Conférence Mosconi : Problématique Filles/garçons
Filles / garçons Éducation à l’égalité ou transmission de stéréotypes sexistes ?


 Les recherches de Belotti (Du côté des filles) ont montré que commence jeune la nécessité d’une éducation à l’égalité filles – garçons. Rapidement les enfants apprennent des clichés, adoptent des comportements stéréotypés. Les filles et les garçons s’installent dans des espaces différents en classe, chacun est dans son groupe et séparément. Dès le CP s’observe ce phénomène.
 L’égalité des places et l’égalité des chances sont une question du « vivre ensemble ». La problématique. C’est une problématique sociétale de laquelle l’école hérite.
 La question filles/garçons relève d’une transmission de stéréotypes, c’est une question d’égalité entre les sexes.

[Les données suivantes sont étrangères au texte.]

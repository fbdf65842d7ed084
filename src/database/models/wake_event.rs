use chrono::Utc;
use serde::{Deserialize, Serialize};
use sqlx::FromRow;
use uuid::Uuid;

/// A delivered nudge, kept so the first reply to it can be routed back.
#[derive(Debug, Clone, FromRow, Serialize, Deserialize, PartialEq)]
pub struct WakeEvent {
    pub id: String,
    pub sender: String,
    pub receiver: String,
    pub notification_message_id: i32,
    /// Chat the `/wake` command was sent in. `command_message_id` belongs to it.
    pub command_chat_id: String,
    pub command_message_id: i32,
    pub reply_used: bool,
    pub created_at: String,
}

#[derive(Debug, Clone, PartialEq)]
pub struct NewWakeEvent {
    pub sender: String,
    pub receiver: String,
    pub notification_message_id: i32,
    pub command_chat_id: String,
    pub command_message_id: i32,
}

impl WakeEvent {
    pub async fn create(
        pool: &sqlx::SqlitePool,
        event: NewWakeEvent,
    ) -> Result<Self, sqlx::Error> {
        let id = Uuid::new_v4().to_string();
        let now = Utc::now().to_rfc3339();

        sqlx::query(
            r#"
            INSERT INTO wake_events (id, sender, receiver, notification_message_id, command_chat_id, command_message_id, reply_used, created_at)
            VALUES (?, ?, ?, ?, ?, ?, FALSE, ?)
            "#
        )
        .bind(&id)
        .bind(&event.sender)
        .bind(&event.receiver)
        .bind(event.notification_message_id)
        .bind(&event.command_chat_id)
        .bind(event.command_message_id)
        .bind(&now)
        .execute(pool)
        .await?;

        Ok(WakeEvent {
            id,
            sender: event.sender,
            receiver: event.receiver,
            notification_message_id: event.notification_message_id,
            command_chat_id: event.command_chat_id,
            command_message_id: event.command_message_id,
            reply_used: false,
            created_at: now,
        })
    }

    /// Most recent nudge delivered to `receiver` as message `message_id`.
    pub async fn find_by_notification(
        pool: &sqlx::SqlitePool,
        receiver: &str,
        message_id: i32,
    ) -> Result<Option<Self>, sqlx::Error> {
        sqlx::query_as::<_, WakeEvent>(
            "SELECT id, sender, receiver, notification_message_id, command_chat_id, command_message_id, reply_used, created_at
             FROM wake_events
             WHERE receiver = ? AND notification_message_id = ?
             ORDER BY created_at DESC
             LIMIT 1"
        )
        .bind(receiver)
        .bind(message_id)
        .fetch_optional(pool)
        .await
    }

    pub async fn find_by_sender(
        pool: &sqlx::SqlitePool,
        sender: &str,
    ) -> Result<Vec<Self>, sqlx::Error> {
        sqlx::query_as::<_, WakeEvent>(
            "SELECT id, sender, receiver, notification_message_id, command_chat_id, command_message_id, reply_used, created_at
             FROM wake_events WHERE sender = ? ORDER BY created_at"
        )
        .bind(sender)
        .fetch_all(pool)
        .await
    }

    /// Returns false when no event has this id.
    pub async fn mark_reply_used(
        pool: &sqlx::SqlitePool,
        event_id: &str,
    ) -> Result<bool, sqlx::Error> {
        let result = sqlx::query("UPDATE wake_events SET reply_used = TRUE WHERE id = ?")
            .bind(event_id)
            .execute(pool)
            .await?;

        Ok(result.rows_affected() > 0)
    }
}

 La question des égalités entre les sexes est occultée par la question des inégalités sociales. On parlait cependant de différences mais on ne spécifiait pas qu’il s’agissait d’inégalités.
 Les femmes et les hommes ne sont pas égaux car ils sont différents, ils sont non identiques dans un registre ontologique (l’essence). Au niveau d’un registre juridique : on a un rapport différence/identité et égalité/inégalité. La différence d’identité sexuelle engendre de l’inégalité.

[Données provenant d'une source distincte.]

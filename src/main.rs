//! # Nudge Bot Main Entry Point
//!
//! Initializes logging, loads configuration, sets up the database, wires the
//! wake engine and reply router to their collaborators, and runs the Telegram
//! bot next to the health check server.

use anyhow::Result;
use std::net::SocketAddr;
use std::sync::Arc;
use std::time::Duration;
use teloxide::dispatching::Dispatcher;
use teloxide::error_handlers::LoggingErrorHandler;
use teloxide::update_listeners::webhooks;
use teloxide::Bot;
use tracing::info;
use tracing_subscriber::{layer::SubscriberExt, util::SubscriberInitExt};

use nudge_bot::bot::handlers::{BotHandler, BotServices};
use nudge_bot::config::Config;
use nudge_bot::database::connection::DatabaseManager;
use nudge_bot::services::health::HealthService;
use nudge_bot::services::notifier::TelegramNotifier;
use nudge_bot::services::reply_router::ReplyRouter;
use nudge_bot::services::status::StatusChecker;
use nudge_bot::services::toggl::TogglProbe;
use nudge_bot::services::wake::WakeEngine;
use nudge_bot::utils::logging::log_system_event;

#[tokio::main]
async fn main() -> Result<()> {
    // Initialize logging
    tracing_subscriber::registry()
        .with(
            tracing_subscriber::EnvFilter::try_from_default_env()
                .unwrap_or_else(|_| "nudge_bot=debug,tower_http=debug".into()),
        )
        .with(tracing_subscriber::fmt::layer())
        .init();

    // Load configuration
    dotenvy::dotenv().ok();
    let config = Config::from_env()?;

    info!("Starting Nudge Bot v{}", env!("CARGO_PKG_VERSION"));
    info!("Configuration loaded - Database: {}, HTTP Port: {}, Cooldown: {}m",
        config.database_url, config.http_port, config.wake_cooldown_minutes);

    // Initialize database
    info!("Initializing database connection...");
    let db_manager = DatabaseManager::new(&config.database_url).await?;
    info!("Running database migrations...");
    db_manager.run_migrations().await?;
    let db_arc = Arc::new(db_manager);
    info!("Database initialized successfully");

    // Wire the wake engine and reply router
    let bot = Bot::new(&config.telegram_bot_token);
    let probe = Arc::new(TogglProbe::new(config.toggl_api_url.clone())?);
    let notifier = Arc::new(TelegramNotifier::new(
        bot.clone(),
        Duration::from_secs(config.send_timeout_secs),
    ));
    let status = StatusChecker::new(db_arc.clone(), probe.clone());
    let engine = WakeEngine::new(db_arc.clone(), db_arc.clone(), probe, notifier.clone())
        .with_cooldown(chrono::Duration::minutes(config.wake_cooldown_minutes));
    let router = ReplyRouter::new(db_arc.clone(), notifier);

    let handler = BotHandler::new(BotServices {
        db: db_arc.clone(),
        engine: Arc::new(engine),
        router: Arc::new(router),
        status: Arc::new(status),
    });
    info!("Telegram bot initialized successfully");

    // Initialize health service
    let health_service = HealthService::new(db_arc.clone());
    let listener = tokio::net::TcpListener::bind(format!("0.0.0.0:{}", config.http_port))
        .await
        .map_err(|e| anyhow::anyhow!("Failed to bind to port {}: {}", config.http_port, e))?;

    info!("Health check server starting on port {}", config.http_port);

    let webhook = config.webhook.clone();

    // Run both the bot and health server concurrently
    let bot_task = tokio::spawn(async move {
        let mut dispatcher = Dispatcher::builder(bot.clone(), handler.schema())
            .enable_ctrlc_handler()
            .build();

        match webhook {
            Some(webhook) => {
                let address = SocketAddr::from(([0, 0, 0, 0], webhook.port));
                log_system_event("Receiving updates by webhook", Some(webhook.url.as_str()));
                match webhooks::axum(bot, webhooks::Options::new(address, webhook.url)).await {
                    Ok(update_listener) => {
                        dispatcher
                            .dispatch_with_listener(
                                update_listener,
                                LoggingErrorHandler::with_custom_text("An error from the update listener"),
                            )
                            .await;
                    }
                    Err(e) => tracing::error!("Failed to start webhook listener: {}", e),
                }
            }
            None => {
                log_system_event("Receiving updates by long polling", None);
                dispatcher.dispatch().await;
            }
        }
    });

    let health_task = tokio::spawn(async move {
        if let Err(e) = axum::serve(listener, health_service.router).await {
            tracing::error!("Health server error: {}", e);
        }
    });

    // Wait for either task to complete (which would indicate shutdown)
    tokio::select! {
        result1 = bot_task => {
            if let Err(e) = result1 {
                tracing::error!("Bot task error: {}", e);
            }
        }
        result2 = health_task => {
            if let Err(e) = result2 {
                tracing::error!("Health task error: {}", e);
            }
        }
    }

    info!("Application stopped");
    Ok(())
}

 Le genre est un système social, un ordre social qui organise les rapports de pouvoir entre le groupe des hommes et le groupe des femmes. Cela se traduit par un système de normes de sexe interdépendantes (le masculin et le féminin) hiérarchisantes, définissant des attributs physiques, psychologiques et des rôles, des conduites et des comportements (y compris dans les relations entre les sexes).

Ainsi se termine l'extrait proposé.